> **Work to complete**
Starting at the top of the entries below, set down each line exactly as written, and stop after the line containing "pub trait EventFilter".

....................

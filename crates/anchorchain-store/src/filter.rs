//! Event filtering for proof lookups.

use anchorchain_canonical::{CalendarDate, Timestamp};
use anchorchain_core::{VerificationEvent, VerificationStatus};

/// Predicate over recorded events.
pub trait EventFilter {
    /// Returns true if the event matches the filter criteria.
    fn matches(&self, event: &VerificationEvent) -> bool;
}

/// Filter by code identifier.
#[derive(Debug, Clone)]
pub struct CodeIdFilter {
    /// Code identifier to match exactly.
    pub code_id: String,
}

impl CodeIdFilter {
    /// Creates a filter for one code.
    pub fn new(code_id: impl Into<String>) -> Self {
        Self {
            code_id: code_id.into(),
        }
    }
}

impl EventFilter for CodeIdFilter {
    fn matches(&self, event: &VerificationEvent) -> bool {
        event.code_id == self.code_id
    }
}

/// Filter by exact verification timestamp.
#[derive(Debug, Clone)]
pub struct TimestampFilter {
    /// Timestamp to match exactly.
    pub timestamp: Timestamp,
}

impl EventFilter for TimestampFilter {
    fn matches(&self, event: &VerificationEvent) -> bool {
        event.timestamp == self.timestamp
    }
}

/// Filter by verification outcome.
#[derive(Debug, Clone, Copy)]
pub struct StatusFilter {
    /// Status to match.
    pub status: VerificationStatus,
}

impl EventFilter for StatusFilter {
    fn matches(&self, event: &VerificationEvent) -> bool {
        event.status == self.status
    }
}

/// Filter by date bucket range (both bounds inclusive).
#[derive(Debug, Clone, Default)]
pub struct DateRangeFilter {
    /// Earliest date to include.
    pub from: Option<CalendarDate>,
    /// Latest date to include.
    pub to: Option<CalendarDate>,
}

impl EventFilter for DateRangeFilter {
    fn matches(&self, event: &VerificationEvent) -> bool {
        let date = event.date();
        self.from.as_ref().map_or(true, |from| &date >= from)
            && self.to.as_ref().map_or(true, |to| &date <= to)
    }
}

/// Composite filter: all filters must match (AND).
#[derive(Default)]
pub struct AndFilter {
    /// Filters to combine with AND logic.
    pub filters: Vec<Box<dyn EventFilter + Send + Sync>>,
}

impl AndFilter {
    /// Adds a filter to the conjunction.
    pub fn with(mut self, filter: impl EventFilter + Send + Sync + 'static) -> Self {
        self.filters.push(Box::new(filter));
        self
    }
}

impl EventFilter for AndFilter {
    fn matches(&self, event: &VerificationEvent) -> bool {
        self.filters.iter().all(|f| f.matches(event))
    }
}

....................

> **Written solution**
filename crates/anchorchain-store/src/filter.rs
//! Event filtering for proof lookups.

use anchorchain_canonical::{CalendarDate, Timestamp};
use anchorchain_core::{VerificationEvent, VerificationStatus};

/// Predicate over recorded events.
pub trait EventFilter {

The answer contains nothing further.